Content starts

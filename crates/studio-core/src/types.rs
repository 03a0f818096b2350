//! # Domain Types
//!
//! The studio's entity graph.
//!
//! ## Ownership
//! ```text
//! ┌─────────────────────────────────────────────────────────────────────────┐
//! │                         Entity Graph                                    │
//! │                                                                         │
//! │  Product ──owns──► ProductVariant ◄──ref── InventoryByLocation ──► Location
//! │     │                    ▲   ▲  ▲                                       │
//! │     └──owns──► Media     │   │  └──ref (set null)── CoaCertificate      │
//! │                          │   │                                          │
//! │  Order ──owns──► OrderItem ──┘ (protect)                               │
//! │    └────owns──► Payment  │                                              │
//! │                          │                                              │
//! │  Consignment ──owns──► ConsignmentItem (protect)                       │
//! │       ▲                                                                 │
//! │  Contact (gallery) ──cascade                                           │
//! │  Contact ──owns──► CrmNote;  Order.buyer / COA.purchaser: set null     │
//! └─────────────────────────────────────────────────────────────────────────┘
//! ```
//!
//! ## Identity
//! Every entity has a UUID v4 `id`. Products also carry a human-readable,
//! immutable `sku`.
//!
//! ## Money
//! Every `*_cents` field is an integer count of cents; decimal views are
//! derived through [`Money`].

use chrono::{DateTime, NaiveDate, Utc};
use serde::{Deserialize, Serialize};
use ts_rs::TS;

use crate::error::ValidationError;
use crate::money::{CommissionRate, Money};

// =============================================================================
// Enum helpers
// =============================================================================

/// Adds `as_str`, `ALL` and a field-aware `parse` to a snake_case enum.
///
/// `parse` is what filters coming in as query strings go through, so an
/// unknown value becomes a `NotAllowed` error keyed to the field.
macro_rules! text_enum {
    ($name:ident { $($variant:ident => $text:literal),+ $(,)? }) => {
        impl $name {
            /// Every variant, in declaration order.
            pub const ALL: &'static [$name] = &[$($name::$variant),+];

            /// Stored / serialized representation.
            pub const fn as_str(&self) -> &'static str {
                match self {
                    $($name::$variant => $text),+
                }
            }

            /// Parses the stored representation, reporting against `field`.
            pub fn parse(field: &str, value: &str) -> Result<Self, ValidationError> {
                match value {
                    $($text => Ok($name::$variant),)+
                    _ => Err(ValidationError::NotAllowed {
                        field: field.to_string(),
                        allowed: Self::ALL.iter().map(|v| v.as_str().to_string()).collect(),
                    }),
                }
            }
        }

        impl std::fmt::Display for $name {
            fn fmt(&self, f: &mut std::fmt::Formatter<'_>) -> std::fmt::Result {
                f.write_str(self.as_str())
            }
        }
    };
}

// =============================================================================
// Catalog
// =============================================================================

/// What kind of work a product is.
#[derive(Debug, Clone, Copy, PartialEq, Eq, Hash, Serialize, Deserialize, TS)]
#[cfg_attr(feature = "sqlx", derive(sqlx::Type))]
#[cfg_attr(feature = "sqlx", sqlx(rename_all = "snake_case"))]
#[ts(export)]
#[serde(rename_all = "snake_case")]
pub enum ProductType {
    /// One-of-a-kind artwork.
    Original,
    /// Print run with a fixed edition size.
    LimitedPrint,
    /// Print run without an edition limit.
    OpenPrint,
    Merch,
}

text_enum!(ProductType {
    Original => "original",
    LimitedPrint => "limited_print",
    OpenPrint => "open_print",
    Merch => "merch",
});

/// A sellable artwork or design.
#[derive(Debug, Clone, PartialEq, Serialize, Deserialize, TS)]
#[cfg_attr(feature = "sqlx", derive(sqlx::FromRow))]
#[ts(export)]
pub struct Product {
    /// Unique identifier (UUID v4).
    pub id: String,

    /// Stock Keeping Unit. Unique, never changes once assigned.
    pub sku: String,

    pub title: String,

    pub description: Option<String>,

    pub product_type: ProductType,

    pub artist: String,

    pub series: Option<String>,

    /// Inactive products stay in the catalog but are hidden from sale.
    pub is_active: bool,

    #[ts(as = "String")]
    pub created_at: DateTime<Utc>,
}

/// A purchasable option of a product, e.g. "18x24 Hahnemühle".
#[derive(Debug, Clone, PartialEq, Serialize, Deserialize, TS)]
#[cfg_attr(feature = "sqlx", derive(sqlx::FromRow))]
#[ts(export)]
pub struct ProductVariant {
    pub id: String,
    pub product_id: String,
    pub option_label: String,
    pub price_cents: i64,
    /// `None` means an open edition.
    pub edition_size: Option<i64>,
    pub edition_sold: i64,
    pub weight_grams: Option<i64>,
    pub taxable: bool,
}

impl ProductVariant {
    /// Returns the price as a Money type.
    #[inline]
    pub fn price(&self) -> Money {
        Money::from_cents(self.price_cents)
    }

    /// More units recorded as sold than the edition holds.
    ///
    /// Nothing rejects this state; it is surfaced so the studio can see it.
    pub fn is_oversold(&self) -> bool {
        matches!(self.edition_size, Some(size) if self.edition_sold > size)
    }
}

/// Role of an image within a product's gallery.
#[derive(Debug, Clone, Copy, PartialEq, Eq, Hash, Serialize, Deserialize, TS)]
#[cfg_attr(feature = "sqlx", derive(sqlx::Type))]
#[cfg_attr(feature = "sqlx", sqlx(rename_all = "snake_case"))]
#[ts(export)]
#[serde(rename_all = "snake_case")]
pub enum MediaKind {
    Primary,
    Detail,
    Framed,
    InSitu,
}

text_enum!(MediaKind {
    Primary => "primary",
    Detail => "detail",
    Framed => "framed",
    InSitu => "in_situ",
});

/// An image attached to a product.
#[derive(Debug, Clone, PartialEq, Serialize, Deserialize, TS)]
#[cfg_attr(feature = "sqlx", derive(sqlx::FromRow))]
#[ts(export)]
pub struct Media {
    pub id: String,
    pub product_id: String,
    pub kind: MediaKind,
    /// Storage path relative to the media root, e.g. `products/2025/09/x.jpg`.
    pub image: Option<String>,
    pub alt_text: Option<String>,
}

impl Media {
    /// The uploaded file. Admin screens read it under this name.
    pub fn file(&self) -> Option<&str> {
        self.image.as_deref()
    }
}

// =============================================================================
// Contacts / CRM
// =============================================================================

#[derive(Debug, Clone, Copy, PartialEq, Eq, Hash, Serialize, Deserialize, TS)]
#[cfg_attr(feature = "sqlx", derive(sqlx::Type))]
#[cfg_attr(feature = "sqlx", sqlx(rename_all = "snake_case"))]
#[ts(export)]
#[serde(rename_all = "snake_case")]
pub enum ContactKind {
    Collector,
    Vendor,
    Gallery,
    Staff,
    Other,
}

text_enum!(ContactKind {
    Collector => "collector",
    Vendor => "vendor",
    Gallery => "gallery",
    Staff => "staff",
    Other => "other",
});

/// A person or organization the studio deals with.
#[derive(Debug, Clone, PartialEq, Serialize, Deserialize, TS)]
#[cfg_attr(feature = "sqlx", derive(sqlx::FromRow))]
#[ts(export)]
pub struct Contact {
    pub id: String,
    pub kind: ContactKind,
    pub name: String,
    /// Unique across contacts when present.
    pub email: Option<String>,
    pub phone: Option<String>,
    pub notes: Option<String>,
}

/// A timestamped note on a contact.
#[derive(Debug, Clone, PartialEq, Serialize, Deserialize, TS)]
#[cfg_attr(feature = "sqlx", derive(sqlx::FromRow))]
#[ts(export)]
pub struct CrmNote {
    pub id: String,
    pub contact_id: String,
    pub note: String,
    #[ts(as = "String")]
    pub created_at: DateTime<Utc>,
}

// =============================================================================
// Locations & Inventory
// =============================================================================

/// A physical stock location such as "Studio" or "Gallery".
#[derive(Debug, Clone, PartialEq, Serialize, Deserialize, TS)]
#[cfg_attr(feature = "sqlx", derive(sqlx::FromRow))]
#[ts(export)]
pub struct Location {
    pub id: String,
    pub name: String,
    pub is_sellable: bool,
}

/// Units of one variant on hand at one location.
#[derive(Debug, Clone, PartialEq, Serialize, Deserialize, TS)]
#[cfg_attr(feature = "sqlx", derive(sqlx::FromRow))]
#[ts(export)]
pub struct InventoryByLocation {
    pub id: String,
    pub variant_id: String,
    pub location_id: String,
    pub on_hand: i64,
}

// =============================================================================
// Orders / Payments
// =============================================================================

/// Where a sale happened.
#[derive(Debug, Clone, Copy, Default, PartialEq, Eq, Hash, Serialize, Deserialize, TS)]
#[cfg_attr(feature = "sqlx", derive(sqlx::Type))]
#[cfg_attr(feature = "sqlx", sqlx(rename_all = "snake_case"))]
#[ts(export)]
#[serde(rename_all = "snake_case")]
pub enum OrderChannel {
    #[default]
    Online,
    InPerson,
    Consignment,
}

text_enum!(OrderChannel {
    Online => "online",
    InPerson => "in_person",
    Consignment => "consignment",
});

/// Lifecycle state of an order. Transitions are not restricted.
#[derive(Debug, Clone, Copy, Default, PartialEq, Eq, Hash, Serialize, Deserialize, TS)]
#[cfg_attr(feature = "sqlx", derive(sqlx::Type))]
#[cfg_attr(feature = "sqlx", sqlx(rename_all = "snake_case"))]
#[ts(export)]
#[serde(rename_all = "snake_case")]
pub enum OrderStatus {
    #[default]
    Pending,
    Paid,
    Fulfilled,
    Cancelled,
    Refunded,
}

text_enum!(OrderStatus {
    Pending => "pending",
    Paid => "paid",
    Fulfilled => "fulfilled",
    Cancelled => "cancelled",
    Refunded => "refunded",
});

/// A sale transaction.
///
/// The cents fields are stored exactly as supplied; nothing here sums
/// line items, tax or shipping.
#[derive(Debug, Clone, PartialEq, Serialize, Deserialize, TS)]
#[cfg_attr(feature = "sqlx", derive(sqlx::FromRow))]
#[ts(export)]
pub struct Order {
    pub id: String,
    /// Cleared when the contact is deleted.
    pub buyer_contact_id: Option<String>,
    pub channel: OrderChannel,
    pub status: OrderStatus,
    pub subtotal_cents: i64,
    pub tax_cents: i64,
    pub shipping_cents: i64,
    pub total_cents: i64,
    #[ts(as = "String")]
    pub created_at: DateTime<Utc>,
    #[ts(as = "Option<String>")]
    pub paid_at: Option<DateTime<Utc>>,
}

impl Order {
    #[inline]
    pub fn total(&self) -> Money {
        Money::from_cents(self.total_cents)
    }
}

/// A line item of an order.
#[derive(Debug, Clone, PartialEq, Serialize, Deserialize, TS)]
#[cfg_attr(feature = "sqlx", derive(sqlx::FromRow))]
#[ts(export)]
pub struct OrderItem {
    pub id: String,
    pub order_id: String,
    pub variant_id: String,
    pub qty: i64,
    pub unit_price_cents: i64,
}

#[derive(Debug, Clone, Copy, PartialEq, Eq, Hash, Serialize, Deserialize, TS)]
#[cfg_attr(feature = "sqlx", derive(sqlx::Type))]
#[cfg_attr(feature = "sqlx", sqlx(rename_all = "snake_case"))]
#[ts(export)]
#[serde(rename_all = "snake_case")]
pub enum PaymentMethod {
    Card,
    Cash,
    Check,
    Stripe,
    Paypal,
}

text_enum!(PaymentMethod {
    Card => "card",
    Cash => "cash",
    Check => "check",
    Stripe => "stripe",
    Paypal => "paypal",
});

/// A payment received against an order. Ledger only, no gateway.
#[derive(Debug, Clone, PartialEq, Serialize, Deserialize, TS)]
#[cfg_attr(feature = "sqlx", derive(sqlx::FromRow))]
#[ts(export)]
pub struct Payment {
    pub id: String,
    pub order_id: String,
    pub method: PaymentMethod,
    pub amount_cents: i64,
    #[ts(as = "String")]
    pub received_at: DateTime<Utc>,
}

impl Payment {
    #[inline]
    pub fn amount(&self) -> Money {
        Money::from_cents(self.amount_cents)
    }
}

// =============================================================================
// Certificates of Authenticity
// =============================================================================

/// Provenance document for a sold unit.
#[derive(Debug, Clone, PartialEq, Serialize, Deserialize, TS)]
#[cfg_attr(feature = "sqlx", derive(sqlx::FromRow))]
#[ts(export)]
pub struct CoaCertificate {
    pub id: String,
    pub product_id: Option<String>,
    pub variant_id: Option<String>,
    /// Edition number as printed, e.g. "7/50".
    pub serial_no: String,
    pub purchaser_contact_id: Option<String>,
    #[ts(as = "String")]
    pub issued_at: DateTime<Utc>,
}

Content ends

Whenever "image" occurs in a line of the entries, copy that line.

/// Role of an image within a product's gallery.
/// An image attached to a product.
    pub image: Option<String>,
        self.image.as_deref()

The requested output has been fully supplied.